Bien que ce système ait largement fait ses preuves en permettant une période de croissance et de développement comme la France en a peu connu, les fameuses Trente Glorieuses, un groupe de hauts fonctionnaires a la ferme intention d’y mettre fin.
Portés par une approche libérale de l’économie, ils reprochent au circuit du Trésor la possibilité offerte à l’État de se financer gratuitement en mobilisant la trésorerie de ses correspondants, c’est-à-dire les grandes entreprises publiques, les banques et autres organismes sociaux, qui sont tenus de centraliser leur dépôt auprès du Trésor. Attention, ici le Trésor ne ponctionne pas ses correspondants comme pourrait le faire une taxe ou un impôt. Non, telle une banque, via un jeu d’écriture comptable, au passif, il crée artificiellement de l’argent, sans frais, qu’il injecte ensuite dans l’économie. C’est cette création monétaire qui est vue comme un péché par certains hauts fonctionnaires.
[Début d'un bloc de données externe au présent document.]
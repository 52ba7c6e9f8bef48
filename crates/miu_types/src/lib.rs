//! This crate provides core data types and file format support for the `miu-rs` project.
//!
//! # File Formats
//!
//! - **MSF**: the Miu Sprite Format (v2) — a compact container for palette-indexed
//!   2D sprite animations with per-pixel alpha and a zstd-compressed payload blob
//!
//! # Examples
//!
//! Using the prelude (recommended):
//!
//! ```no_run
//! use miu_types::prelude::*;
//!
//! # fn main() -> Result<(), Box<dyn std::error::Error>> {
//! // Load an animation set
//! let msf = MsfFile::open("HERO_WALK.msf")?;
//!
//! // Render every frame onto a transparent canvas
//! for rgba in msf.render_frames() {
//!     // hand the RGBA buffer to a renderer or image encoder
//!     let _ = rgba;
//! }
//! # Ok(())
//! # }
//! ```
//!
//! Or use explicit paths:
//!
//! ```no_run
//! use miu_types::file::msf::File;
//!
//! # fn main() -> Result<(), Box<dyn std::error::Error>> {
//! let msf = File::open("HERO_WALK.msf")?;
//! println!("{} frames", msf.frame_count());
//! # Ok(())
//! # }
//! ```

pub mod file;

/// `use miu_types::prelude::*;` to import commonly used items.
pub mod prelude;
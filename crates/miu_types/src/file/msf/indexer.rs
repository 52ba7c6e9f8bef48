//! RGBA to indexed-alpha pixel conversion.
//!
//! Every pixel of a source image maps to 2 output bytes: the nearest palette
//! index by squared Euclidean distance in RGB space, and the pixel's original
//! alpha. Fully-transparent pixels canonicalize to (0, 0) regardless of their
//! stored color, so identical sprites always produce byte-identical payloads.

use super::palette::Palette;

/// Number of pixels matched against the palette per batch.
///
/// Bounds the transient distance workspace independently of image size; the
/// total cost stays proportional to pixel count × 256 either way.
pub const BATCH_SIZE: usize = 10_000;

/// Converts an RGBA image to indexed-alpha payload bytes.
///
/// Input is 4 bytes per pixel row-major, output 2 bytes per pixel row-major:
/// (palette index, alpha). Pixels with alpha 0 emit (0, 0) unconditionally.
/// Opaque pixels select the palette entry with the minimum squared RGB
/// distance; ties go to the lowest index, which keeps the mapping
/// deterministic for identical inputs.
///
/// # Panics
///
/// Panics if `rgba.len()` is not a multiple of 4.
pub fn indexify(rgba: &[u8], palette: &Palette) -> Vec<u8> {
	assert!(rgba.len() % 4 == 0, "RGBA buffer length must be a multiple of 4");

	let mut payload = Vec::with_capacity(rgba.len() / 2);

	for batch in rgba.chunks(BATCH_SIZE * 4) {
		for pixel in batch.chunks_exact(4) {
			let (r, g, b, a) = (pixel[0], pixel[1], pixel[2], pixel[3]);

			if a == 0 {
				// Transparent pixels always target the reserved index
				payload.push(Palette::TRANSPARENT_INDEX);
				payload.push(0);
				continue;
			}

			payload.push(nearest_index(r, g, b, palette));
			payload.push(a);
		}
	}

	payload
}

/// Finds the palette index with the minimum squared RGB distance to the color.
///
/// Scans indices ascending with a strict comparison so the lowest index wins
/// on ties.
fn nearest_index(r: u8, g: u8, b: u8, palette: &Palette) -> u8 {
	let mut best_index = 0u8;
	let mut best_dist = u32::MAX;

	for (index, entry) in palette.iter_indexed() {
		let dr = i32::from(r) - i32::from(entry.r);
		let dg = i32::from(g) - i32::from(entry.g);
		let db = i32::from(b) - i32::from(entry.b);
		let dist = (dr * dr + dg * dg + db * db) as u32;

		if dist < best_dist {
			best_dist = dist;
			best_index = index;
			if dist == 0 {
				break;
			}
		}
	}

	best_index
}

#[cfg(test)]
mod tests {
	use super::*;
	use crate::file::msf::palette::Color;

	fn test_palette() -> Palette {
		Palette::from_colors(&[
			Color::opaque_black(),
			Color::rgb(255, 0, 0),
			Color::rgb(0, 255, 0),
			Color::rgb(0, 0, 255),
		])
	}

	#[test]
	fn test_transparent_canonicalizes_to_zero() {
		let palette = test_palette();
		// A transparent pixel with garbage RGB must still emit (0, 0)
		let rgba = [200, 123, 45, 0];
		assert_eq!(indexify(&rgba, &palette), vec![0, 0]);
	}

	#[test]
	fn test_nearest_match() {
		let palette = test_palette();
		let rgba = [250, 10, 10, 255, 5, 240, 5, 128];
		assert_eq!(indexify(&rgba, &palette), vec![1, 255, 2, 128]);
	}

	#[test]
	fn test_alpha_preserved() {
		let palette = test_palette();
		let rgba = [255, 0, 0, 42];
		assert_eq!(indexify(&rgba, &palette), vec![1, 42]);
	}

	#[test]
	fn test_tie_breaks_to_lowest_index() {
		// Two identical entries: the scan order must pick the first
		let palette = Palette::from_colors(&[
			Color::opaque_black(),
			Color::rgb(100, 100, 100),
			Color::rgb(100, 100, 100),
		]);
		let rgba = [100, 100, 100, 255];
		assert_eq!(indexify(&rgba, &palette), vec![1, 255]);
	}

	#[test]
	fn test_deterministic() {
		let palette = test_palette();
		let rgba: Vec<u8> = (0..64u32)
			.flat_map(|i| [(i * 7 % 256) as u8, (i * 13 % 256) as u8, (i * 29 % 256) as u8, 255])
			.collect();
		assert_eq!(indexify(&rgba, &palette), indexify(&rgba, &palette));
	}

	#[test]
	fn test_batching_does_not_change_output() {
		// An image larger than one batch must produce the same bytes as
		// pixel-by-pixel conversion of its pieces
		let palette = test_palette();
		let pixel = [250u8, 10, 10, 255];
		let rgba: Vec<u8> = pixel.iter().copied().cycle().take((BATCH_SIZE + 17) * 4).collect();

		let payload = indexify(&rgba, &palette);
		assert_eq!(payload.len(), (BATCH_SIZE + 17) * 2);
		assert!(payload.chunks_exact(2).all(|p| p == [1, 255]));
	}
}
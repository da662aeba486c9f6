//! End-to-end relay flow
//!
//! discover → select → handshake → stream. Each step is also callable on its
//! own; [`Relay::run`] chains them the way the `sender` binary uses them.

use std::sync::Arc;

use crate::audio::AudioSource;
use crate::config::AppConfig;
use crate::error::{AudioError, NetworkError, Result};
use crate::network::discovery::{DiscoveryClient, PeerRecord};
use crate::network::handshake::{ConnectionOutcome, HandshakeClient, ResponseListener};
use crate::network::sender::{SessionConfig, StreamReport, StreamSession};
use crate::network::tls::{self, TlsConfig};
use crate::shutdown::Shutdown;

/// Starts the audio source once the stream connection is up
pub type SourceLauncher =
    Arc<dyn Fn() -> std::result::Result<AudioSource, AudioError> + Send + Sync>;

/// How a relay attempt ended
#[derive(Debug)]
pub enum RelayOutcome {
    /// Discovery found no receivers
    NoPeers,
    /// The receiver declined the connection
    Rejected,
    /// The receiver never answered the connect request
    TimedOut,
    /// A stream ran; see the report for how it ended
    Streamed(StreamReport),
}

pub struct Relay {
    config: AppConfig,
    tls: Option<TlsConfig>,
    discovery: DiscoveryClient,
    launcher: SourceLauncher,
}

impl std::fmt::Debug for Relay {
    fn fmt(&self, f: &mut std::fmt::Formatter<'_>) -> std::fmt::Result {
        f.debug_struct("Relay")
            .field("config", &self.config)
            .field("tls", &self.tls)
            .field("discovery", &self.discovery)
            .finish_non_exhaustive()
    }
}

impl Relay {
    /// Validate `config` and build the TLS context if enabled.
    ///
    /// The audio source defaults to the encoder process from `[audio]`.
    pub fn new(config: AppConfig) -> Result<Self> {
        config.validate()?;

        let tls = if config.tls.enabled {
            Some(tls::from_settings(&config.tls)?)
        } else {
            None
        };

        let audio = config.audio.clone();
        let launcher: SourceLauncher = Arc::new(move || AudioSource::spawn(&audio));
        let discovery =
            DiscoveryClient::new().with_broadcast_address(config.network.broadcast_address);

        Ok(Self {
            config,
            tls,
            discovery,
            launcher,
        })
    }

    /// Replace the audio source (stdin, a file, a test script)
    pub fn with_source<F>(mut self, launch: F) -> Self
    where
        F: Fn() -> std::result::Result<AudioSource, AudioError> + Send + Sync + 'static,
    {
        self.launcher = Arc::new(launch);
        self
    }

    pub fn config(&self) -> &AppConfig {
        &self.config
    }

    pub fn tls(&self) -> Option<&TlsConfig> {
        self.tls.as_ref()
    }

    /// Look for receivers on the configured discovery port
    pub async fn discover(&self, shutdown: Shutdown) -> Vec<PeerRecord> {
        let network = &self.config.network;
        self.discovery
            .discover_until(network.discovery_timeout(), network.discovery_port, shutdown)
            .await
    }

    /// Ask `host` for permission to stream and wait for the answer.
    ///
    /// The response listener is bound before the request goes out.
    pub async fn handshake(&self, host: &str, shutdown: Shutdown) -> Result<ConnectionOutcome> {
        let network = &self.config.network;
        let listener = ResponseListener::bind(network.response_port())?;

        tracing::info!("Requesting connection to {}...", host);
        HandshakeClient::new(network.device_name())
            .send_request(host, network.discovery_port)
            .await?;

        Ok(listener.wait(network.handshake_timeout(), shutdown).await?)
    }

    /// Stream to `host:port` until shutdown or failure
    pub async fn stream(&self, host: &str, port: u16, shutdown: Shutdown) -> StreamReport {
        let session = SessionConfig::from_app(&self.config, host, port, self.tls.clone());
        let launcher = self.launcher.clone();
        StreamSession::new(session)
            .run(move || launcher(), shutdown)
            .await
    }

    /// Run the whole flow.
    ///
    /// Without `host`, receivers are discovered and `select` picks one by
    /// index; `None` or an out-of-range index picks the first. With `host`,
    /// the stream goes to the configured stream port.
    ///
    /// A shutdown before streaming starts yields `NetworkError::Interrupted`.
    pub async fn run<S>(
        &self,
        host: Option<&str>,
        select: S,
        shutdown: Shutdown,
    ) -> Result<RelayOutcome>
    where
        S: FnOnce(&[PeerRecord]) -> Option<usize>,
    {
        let (host, port) = match host {
            Some(host) => (host.to_string(), self.config.network.stream_port),
            None => {
                let peers = self.discover(shutdown.clone()).await;
                if shutdown.is_triggered() {
                    return Err(NetworkError::Interrupted.into());
                }
                if peers.is_empty() {
                    tracing::error!("No receivers found. Make sure the receiver app is running.");
                    return Ok(RelayOutcome::NoPeers);
                }

                let peer = match select(peers.as_slice()).and_then(|i| peers.get(i)) {
                    Some(peer) => {
                        tracing::info!("Selected: {}", peer);
                        peer
                    }
                    None => {
                        tracing::info!("Using first device: {}", peers[0]);
                        &peers[0]
                    }
                };
                (peer.address.to_string(), peer.port)
            }
        };

        // Selection may have blocked on the user; do not contact the receiver after a stop
        if shutdown.is_triggered() {
            return Err(NetworkError::Interrupted.into());
        }

        match self.handshake(&host, shutdown.clone()).await? {
            ConnectionOutcome::Accepted => {
                tracing::info!("Connection accepted, starting audio stream...");
                Ok(RelayOutcome::Streamed(self.stream(&host, port, shutdown).await))
            }
            ConnectionOutcome::Rejected => {
                tracing::warn!("Connection rejected by receiver");
                Ok(RelayOutcome::Rejected)
            }
            ConnectionOutcome::TimedOut => {
                tracing::warn!(
                    "Connection timeout. Receiver may not be running or not responding."
                );
                Ok(RelayOutcome::TimedOut)
            }
        }
    }
}

impl RelayOutcome {
    /// The stream report, if a stream ran
    pub fn into_report(self) -> Option<StreamReport> {
        match self {
            RelayOutcome::Streamed(report) => Some(report),
            _ => None,
        }
    }
}
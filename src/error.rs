//! Error types for the audio relay

use thiserror::Error;

/// Main error type for the application
#[derive(Error, Debug)]
pub enum Error {
    #[error("Network error: {0}")]
    Network(#[from] NetworkError),

    #[error("TLS error: {0}")]
    Tls(#[from] TlsError),

    #[error("Transport error: {0}")]
    Transport(#[from] TransportError),

    #[error("Audio source error: {0}")]
    Audio(#[from] AudioError),

    #[error("Configuration error: {0}")]
    Config(String),

    #[error("IO error: {0}")]
    Io(#[from] std::io::Error),
}

/// UDP discovery and handshake errors
#[derive(Error, Debug)]
pub enum NetworkError {
    #[error("Socket bind failed: {0}")]
    BindFailed(String),

    #[error("Broadcast failed: {0}")]
    BroadcastFailed(String),

    #[error("Send failed: {0}")]
    SendFailed(String),

    #[error("Interrupted")]
    Interrupted,
}

/// TLS context construction errors
#[derive(Error, Debug)]
pub enum TlsError {
    #[error("Failed to load certificate: {0}")]
    Certificate(String),

    #[error("Failed to load private key: {0}")]
    PrivateKey(String),

    #[error("Failed to load trust store: {0}")]
    TrustStore(String),

    #[error("Protocol configuration rejected: {0}")]
    Protocol(String),

    #[error("Invalid verification posture: {0}")]
    InvalidPosture(&'static str),
}

/// Stream transport errors (TCP / TLS)
#[derive(Error, Debug)]
pub enum TransportError {
    #[error("Connection to {target} failed: {source}")]
    Connect {
        target: String,
        #[source]
        source: std::io::Error,
    },

    #[error("TLS handshake failed: {0}")]
    TlsHandshake(std::io::Error),

    #[error("Invalid server name: {0}")]
    InvalidServerName(String),

    #[error("Send failed: {0}")]
    Send(std::io::Error),

    #[error("Send timed out after {0} ms")]
    Timeout(u64),

    #[error("Connection closed")]
    Closed,
}

/// Audio source subprocess errors
#[derive(Error, Debug)]
pub enum AudioError {
    #[error("Failed to start audio source '{program}': {source}")]
    SpawnFailed {
        program: String,
        #[source]
        source: std::io::Error,
    },

    #[error("Audio source has no output stream")]
    NoOutput,

    #[error("Read failed: {0}")]
    Read(std::io::Error),

    #[error("Audio source exited ({0})")]
    Exited(String),
}

/// Result type alias for the application
pub type Result<T> = std::result::Result<T, Error>;
//! Receiver discovery for LAN audio relay
//!
//! Broadcasts a single `AURYNK_DISCOVER` probe and collects the
//! `AURYNK_RESPONSE` datagrams that come back within a fixed window.

use std::net::{IpAddr, Ipv4Addr, SocketAddr};
use std::time::Duration;
use tokio::time::Instant;

use crate::constants::MAX_DATAGRAM_SIZE;
use crate::error::NetworkError;
use crate::network::udp::broadcast_socket;
use crate::protocol::{discovery_probe, DiscoveryResponse};
use crate::shutdown::Shutdown;

/// Longest single wait for a datagram, so the deadline and shutdown are
/// checked at least this often
pub const DISCOVERY_POLL_INTERVAL: Duration = Duration::from_millis(500);

/// Discovered receiver
#[derive(Debug, Clone, PartialEq, Eq, Hash)]
pub struct PeerRecord {
    /// Source address of the response datagram
    pub address: IpAddr,
    /// TCP port the receiver accepts audio on
    pub port: u16,
    /// Display name, not unique
    pub name: String,
}

impl PeerRecord {
    pub fn new(address: IpAddr, port: u16, name: impl Into<String>) -> Self {
        Self {
            address,
            port,
            name: name.into(),
        }
    }

    /// Get the audio streaming address
    pub fn stream_address(&self) -> SocketAddr {
        SocketAddr::new(self.address, self.port)
    }
}

impl std::fmt::Display for PeerRecord {
    fn fmt(&self, f: &mut std::fmt::Formatter<'_>) -> std::fmt::Result {
        write!(f, "{} at {}:{}", self.name, self.address, self.port)
    }
}

/// Insertion-ordered set of discovered peers.
///
/// Two records are the same peer only if address, port and name all match.
#[derive(Debug, Clone, Default)]
pub struct PeerSet {
    peers: Vec<PeerRecord>,
}

impl PeerSet {
    pub fn new() -> Self {
        Self::default()
    }

    /// Add `peer` unless already present. Returns true if it was new.
    pub fn insert(&mut self, peer: PeerRecord) -> bool {
        if self.peers.contains(&peer) {
            return false;
        }
        self.peers.push(peer);
        true
    }

    /// Handle one datagram from `source`; returns the new peer if it was a
    /// valid, previously unseen response
    pub fn record_datagram(&mut self, source: SocketAddr, data: &[u8]) -> Option<&PeerRecord> {
        let response = DiscoveryResponse::parse(data)?;
        let peer = PeerRecord::new(source.ip(), response.port, response.name);
        if self.insert(peer) {
            self.peers.last()
        } else {
            None
        }
    }

    pub fn len(&self) -> usize {
        self.peers.len()
    }

    pub fn is_empty(&self) -> bool {
        self.peers.is_empty()
    }

    pub fn iter(&self) -> impl Iterator<Item = &PeerRecord> {
        self.peers.iter()
    }

    pub fn into_vec(self) -> Vec<PeerRecord> {
        self.peers
    }
}

/// One-shot discovery client
#[derive(Debug, Clone)]
pub struct DiscoveryClient {
    /// Where the probe is sent
    broadcast_address: Ipv4Addr,
    /// Upper bound on a single receive wait
    poll_interval: Duration,
}

impl Default for DiscoveryClient {
    fn default() -> Self {
        Self::new()
    }
}

impl DiscoveryClient {
    pub fn new() -> Self {
        Self {
            broadcast_address: Ipv4Addr::BROADCAST,
            poll_interval: DISCOVERY_POLL_INTERVAL,
        }
    }

    /// Send the probe somewhere other than 255.255.255.255 (a subnet
    /// broadcast, or a single host)
    pub fn with_broadcast_address(mut self, address: Ipv4Addr) -> Self {
        self.broadcast_address = address;
        self
    }

    /// Discover receivers for `timeout`, probing `discovery_port`
    pub async fn discover(&self, timeout: Duration, discovery_port: u16) -> Vec<PeerRecord> {
        self.discover_until(timeout, discovery_port, Shutdown::never()).await
    }

    /// Like [`discover`](Self::discover) but stops early on shutdown,
    /// returning what was collected so far.
    ///
    /// Socket failures are logged and yield an empty result.
    pub async fn discover_until(
        &self,
        timeout: Duration,
        discovery_port: u16,
        shutdown: Shutdown,
    ) -> Vec<PeerRecord> {
        tracing::info!("Starting device discovery...");

        let peers = match self.run(timeout, discovery_port, shutdown).await {
            Ok(peers) => peers,
            Err(e) => {
                tracing::error!("Discovery broadcast failed: {}", e);
                PeerSet::new()
            }
        };

        tracing::info!("Discovery complete. Found {} device(s)", peers.len());
        peers.into_vec()
    }

    async fn run(
        &self,
        timeout: Duration,
        discovery_port: u16,
        mut shutdown: Shutdown,
    ) -> Result<PeerSet, NetworkError> {
        let socket = broadcast_socket()?;
        let target = SocketAddr::from((self.broadcast_address, discovery_port));

        socket
            .send_to(&discovery_probe(), target)
            .await
            .map_err(|e| NetworkError::BroadcastFailed(e.to_string()))?;
        tracing::info!("Discovery broadcast sent on port {}", discovery_port);

        let deadline = Instant::now() + timeout;
        let mut peers = PeerSet::new();
        let mut buffer = [0u8; MAX_DATAGRAM_SIZE];

        loop {
            let remaining = deadline.saturating_duration_since(Instant::now());
            if remaining.is_zero() {
                break;
            }

            let received = tokio::select! {
                _ = shutdown.triggered() => {
                    tracing::debug!("Discovery interrupted");
                    break;
                }
                r = tokio::time::timeout(
                    remaining.min(self.poll_interval),
                    socket.recv_from(&mut buffer),
                ) => r,
            };

            match received {
                Ok(Ok((size, source))) => {
                    if let Some(peer) = peers.record_datagram(source, &buffer[..size]) {
                        tracing::info!("Discovered: {}", peer);
                    }
                }
                Ok(Err(e)) => {
                    tracing::debug!("Discovery receive error: {}", e);
                }
                Err(_) => continue,
            }
        }

        Ok(peers)
    }
}

/// One-shot discovery with default settings
pub async fn discover(timeout: Duration, discovery_port: u16) -> Vec<PeerRecord> {
    DiscoveryClient::new().discover(timeout, discovery_port).await
}

#[cfg(test)]
mod tests {
    use super::*;
    use proptest::prelude::*;
    use tokio::net::UdpSocket;

    fn addr(ip: &str, port: u16) -> SocketAddr {
        SocketAddr::new(ip.parse().unwrap(), port)
    }

    #[test]
    fn test_single_response_scenario() {
        let mut peers = PeerSet::new();
        let new = peers
            .record_datagram(addr("192.168.1.50", 5002), b"AURYNK_RESPONSE;5000;PixelPhone")
            .cloned();

        assert_eq!(
            new,
            Some(PeerRecord::new("192.168.1.50".parse().unwrap(), 5000, "PixelPhone"))
        );
        assert_eq!(peers.into_vec().len(), 1);
    }

    #[test]
    fn test_duplicate_response_ignored() {
        let mut peers = PeerSet::new();
        let source = addr("192.168.1.50", 40000);
        assert!(peers.record_datagram(source, b"AURYNK_RESPONSE;5000;Phone").is_some());
        assert!(peers.record_datagram(source, b"AURYNK_RESPONSE;5000;Phone").is_none());
        // Same device, different name is a distinct entry
        assert!(peers.record_datagram(source, b"AURYNK_RESPONSE;5000;Phone 2").is_some());
        assert_eq!(peers.len(), 2);
    }

    #[test]
    fn test_same_name_different_devices() {
        let mut peers = PeerSet::new();
        peers.record_datagram(addr("10.0.0.2", 5002), b"AURYNK_RESPONSE;5000;Phone");
        peers.record_datagram(addr("10.0.0.3", 5002), b"AURYNK_RESPONSE;5000;Phone");
        assert_eq!(peers.len(), 2);
    }

    #[test]
    fn test_short_response_never_added() {
        let mut peers = PeerSet::new();
        assert!(peers.record_datagram(addr("10.0.0.2", 5002), b"AURYNK_RESPONSE;5000").is_none());
        assert!(peers.record_datagram(addr("10.0.0.2", 5002), b"AURYNK_DISCOVER").is_none());
        assert!(peers.is_empty());
    }

    #[test]
    fn test_malformed_port_uses_fallback() {
        let mut peers = PeerSet::new();
        let peer = peers
            .record_datagram(addr("10.0.0.2", 5002), b"AURYNK_RESPONSE;port;Phone")
            .cloned()
            .unwrap();
        assert_eq!(peer.port, 5000);
        assert_eq!(peer.stream_address(), addr("10.0.0.2", 5000));
    }

    proptest! {
        #[test]
        fn test_no_duplicates_and_first_seen_order(
            responses in prop::collection::vec((0u8..4, 4999u16..5002, 0u8..3), 0..40)
        ) {
            let mut peers = PeerSet::new();
            let mut expected: Vec<PeerRecord> = Vec::new();

            for (host, port, name) in &responses {
                let source = SocketAddr::new(IpAddr::V4(Ipv4Addr::new(10, 0, 0, *host)), 5002);
                let name = format!("Device{}", name);
                let datagram = format!("AURYNK_RESPONSE;{};{}", port, name);
                peers.record_datagram(source, datagram.as_bytes());

                let record = PeerRecord::new(source.ip(), *port, name);
                if !expected.contains(&record) {
                    expected.push(record);
                }
            }

            let result = peers.into_vec();
            let unique: std::collections::HashSet<_> = result.iter().collect();
            prop_assert_eq!(unique.len(), result.len());
            prop_assert_eq!(result, expected);
        }
    }

    #[tokio::test]
    async fn test_discover_over_loopback() {
        let receiver = UdpSocket::bind("127.0.0.1:0").await.unwrap();
        let port = receiver.local_addr().unwrap().port();

        let responder = tokio::spawn(async move {
            let mut buf = [0u8; 64];
            let (size, from) = receiver.recv_from(&mut buf).await.unwrap();
            assert_eq!(&buf[..size], b"AURYNK_DISCOVER");
            // Duplicate and garbage replies must not show up in the result
            for reply in [
                &b"AURYNK_RESPONSE;5000;PixelPhone"[..],
                &b"AURYNK_RESPONSE;5000;PixelPhone"[..],
                &b"noise"[..],
                &b"AURYNK_RESPONSE;6001;Tablet"[..],
            ] {
                receiver.send_to(reply, from).await.unwrap();
            }
        });

        let started = Instant::now();
        let peers = DiscoveryClient::new()
            .with_broadcast_address(Ipv4Addr::LOCALHOST)
            .discover(Duration::from_millis(700), port)
            .await;
        responder.await.unwrap();

        assert!(started.elapsed() >= Duration::from_millis(700));
        assert_eq!(
            peers,
            vec![
                PeerRecord::new(IpAddr::V4(Ipv4Addr::LOCALHOST), 5000, "PixelPhone"),
                PeerRecord::new(IpAddr::V4(Ipv4Addr::LOCALHOST), 6001, "Tablet"),
            ]
        );
    }

    #[tokio::test]
    async fn test_discover_respects_deadline_without_replies() {
        let silent = UdpSocket::bind("127.0.0.1:0").await.unwrap();
        let port = silent.local_addr().unwrap().port();

        let started = Instant::now();
        let peers = DiscoveryClient::new()
            .with_broadcast_address(Ipv4Addr::LOCALHOST)
            .discover(Duration::from_millis(300), port)
            .await;

        assert!(peers.is_empty());
        assert!(started.elapsed() < Duration::from_millis(1300));
    }

    #[tokio::test]
    async fn test_discover_stops_on_shutdown() {
        let silent = UdpSocket::bind("127.0.0.1:0").await.unwrap();
        let port = silent.local_addr().unwrap().port();
        let (trigger, shutdown) = crate::shutdown::channel();

        let started = Instant::now();
        let discovery = tokio::spawn(async move {
            DiscoveryClient::new()
                .with_broadcast_address(Ipv4Addr::LOCALHOST)
                .discover_until(Duration::from_secs(30), port, shutdown)
                .await
        });
        tokio::time::sleep(Duration::from_millis(100)).await;
        trigger.trigger();

        let peers = discovery.await.unwrap();
        assert!(peers.is_empty());
        assert!(started.elapsed() < Duration::from_secs(5));
    }
}
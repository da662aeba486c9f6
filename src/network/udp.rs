//! Low-level UDP socket handling
//!
//! Sockets are built with `socket2` so broadcast and address reuse can be set
//! before binding, then handed to tokio.

use socket2::{Domain, Protocol, Socket, Type};
use std::net::{Ipv4Addr, SocketAddr, UdpSocket as StdUdpSocket};
use tokio::net::UdpSocket;

use crate::error::NetworkError;

/// Socket for sending the discovery probe and reading the replies.
///
/// Bound to an ephemeral port on all interfaces, with broadcast enabled.
pub fn broadcast_socket() -> Result<UdpSocket, NetworkError> {
    let socket = Socket::new(Domain::IPV4, Type::DGRAM, Some(Protocol::UDP))
        .map_err(|e| NetworkError::BindFailed(e.to_string()))?;

    socket.set_broadcast(true)
        .map_err(|e| NetworkError::BindFailed(format!("Failed to set SO_BROADCAST: {}", e)))?;

    let addr = SocketAddr::from((Ipv4Addr::UNSPECIFIED, 0));
    socket.bind(&addr.into())
        .map_err(|e| NetworkError::BindFailed(e.to_string()))?;

    into_tokio(socket)
}

/// Listener on `port` with SO_REUSEADDR, for accept/reject replies
pub fn listener_socket(port: u16) -> Result<UdpSocket, NetworkError> {
    let socket = Socket::new(Domain::IPV4, Type::DGRAM, Some(Protocol::UDP))
        .map_err(|e| NetworkError::BindFailed(e.to_string()))?;

    socket.set_reuse_address(true)
        .map_err(|e| NetworkError::BindFailed(format!("Failed to set SO_REUSEADDR: {}", e)))?;

    let addr = SocketAddr::from((Ipv4Addr::UNSPECIFIED, port));
    socket.bind(&addr.into())
        .map_err(|e| NetworkError::BindFailed(format!("{}: {}", addr, e)))?;

    into_tokio(socket)
}

/// Plain ephemeral socket for one-shot sends
pub async fn ephemeral_socket() -> Result<UdpSocket, NetworkError> {
    UdpSocket::bind((Ipv4Addr::UNSPECIFIED, 0))
        .await
        .map_err(|e| NetworkError::BindFailed(e.to_string()))
}

fn into_tokio(socket: Socket) -> Result<UdpSocket, NetworkError> {
    let std_socket: StdUdpSocket = socket.into();
    std_socket.set_nonblocking(true)
        .map_err(|e| NetworkError::BindFailed(e.to_string()))?;

    UdpSocket::from_std(std_socket)
        .map_err(|e| NetworkError::BindFailed(e.to_string()))
}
Selon leur conception, la monnaie ne peut pas être créée ex nihilo, c’est-à-dire sans création de valeur au préalable. Dans le cas contraire on génère de l’inflation et l’inflation, c’est du vol, nous disent-ils.
L’État doit donc emprunter de l’argent qui existe déjà. Et le mieux pour cela est de passer par des marchés financiers qui, sur le papier du moins, organisent de la façon la plus efficiente possible la rencontre entre l’offre et la demande de monnaie. Il en résulte un taux d’intérêt, c’est-à-dire le coût que l’État devra dorénavant payer pour se financer.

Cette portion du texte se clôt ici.